Write a function that takes a string as input and reverse only the vowels of a string.

Example 1:
Given s = “hello”, return “holle”.

Example 2:
Given s = “leetcode”, return “leotcede”.

Note:
The vowels does not include the letter “y”.

This problem is solved using the most popular 2 pointers solution, which iterates the string from both sides.

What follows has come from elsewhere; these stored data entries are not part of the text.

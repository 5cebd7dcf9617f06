//! Error types for rule compilation.
//!
//! Every error is attributable to a single declaration (or a single source
//! object) and never leaves the rule index partially written.

use thiserror::Error;

use crate::rules::RuleKind;

/// Errors surfaced by `put`, `compile` and the controller.
#[derive(Debug, Clone, PartialEq, Eq, Error)]
pub enum CompileError {
    /// Malformed host, path or annotation value.
    #[error("validation failed: {0}")]
    Validation(#[from] ValidationError),

    /// Two sources claim the same match criteria.
    #[error(transparent)]
    Conflict(#[from] ConflictError),

    /// More than one mutually exclusive redirect action annotation.
    #[error("setting multiple redirection-related annotations at the same time is not supported: {}", .0.join(", "))]
    MultipleActions(Vec<String>),
}

impl CompileError {
    /// Short machine-friendly label, used for metrics and status reports.
    pub fn kind(&self) -> &'static str {
        match self {
            CompileError::Validation(_) => "validation",
            CompileError::Conflict(_) => "conflict",
            CompileError::MultipleActions(_) => "multiple_actions",
        }
    }
}

/// Malformed input attributable to one declaration.
#[derive(Debug, Clone, PartialEq, Eq, Error)]
pub enum ValidationError {
    #[error("wildcard host [{0}] is illegal, should start with *.")]
    WildcardHost(String),

    #[error("path is not set")]
    EmptyPath,

    #[error("path [{0}] is illegal")]
    IllegalPath(String),

    /// An annotation value could not be interpreted.
    #[error("annotation {key} is invalid: {reason}")]
    Annotation { key: String, reason: String },

    /// A status override without any redirect action.
    #[error("unexpected annotation: {{{key}:{value}}}")]
    UnexpectedAnnotation { key: String, value: String },

    #[error("the annotation {key} should be an integer number with format 3XX, got [{value}]")]
    StatusCode { key: String, value: String },

    /// A redirect declaration was submitted without any action annotation.
    #[error("no redirect action annotation present")]
    MissingRedirectAction,

    /// A declaration was handed to a compiler of another kind.
    #[error("{found} declaration submitted to the {expected} compiler")]
    KindMismatch { expected: RuleKind, found: RuleKind },
}

impl ValidationError {
    pub(crate) fn annotation(key: &str, reason: impl Into<String>) -> Self {
        ValidationError::Annotation {
            key: key.to_string(),
            reason: reason.into(),
        }
    }
}

/// A new declaration collides with an existing, older-or-equal one.
#[derive(Debug, Clone, PartialEq, Eq, Error)]
#[error("source [{claimant}] conflicts with existing {holder}, rule [host: {host}, path: {path}]")]
pub struct ConflictError {
    /// Source of the rejected declaration.
    pub claimant: String,
    /// Source currently holding the slot.
    pub holder: String,
    pub host: String,
    pub path: String,
}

However, the trick is to store the vowels wisely, so that we can check if the current letter belongs to vowels or not.

My solution: store it in a set

class Solution {
    public String reverseVowels(String s) {
        int lo=0, hi=s.length()-1;
        char [] ch = s.toCharArray();
        Set<Character> set = new HashSet<>(Arrays.asList(new Character[]{'a','e','i','o','u','A','E','I','O','U'}));
        while(lo<hi){
            if(!set.contains(ch[lo])) lo++;
            else if(!set.contains(ch[hi])) hi--;
            else{
                char tmp = ch[lo];
                ch[lo]=ch[hi];
                ch[hi]=tmp;
                lo++;hi--;
            }
        }
        return new String(ch);
    }
}

Smarter way:

1. Store the vowels in a string and check for String.contains() or String.indexOf():
   (if indexOf returns -1 then not exist)
   String.indexOf() is faster than contains(), because String.contains() is implemented by String.indexOf() in Java.
2. Store the vowels in a 256-sized boolean array: even faster retrieval.
   

   public static boolean[] vowels = new boolean[256];
   static{
    vowels['a'] = true;
    vowels['o'] = true;
    vowels['e'] = true;
    vowels['i'] = true;
    vowels['u'] = true;
    vowels['A'] = true;
    vowels['O'] = true;
    vowels['E'] = true;
    vowels['I'] = true;
    vowels['U'] = true;
   }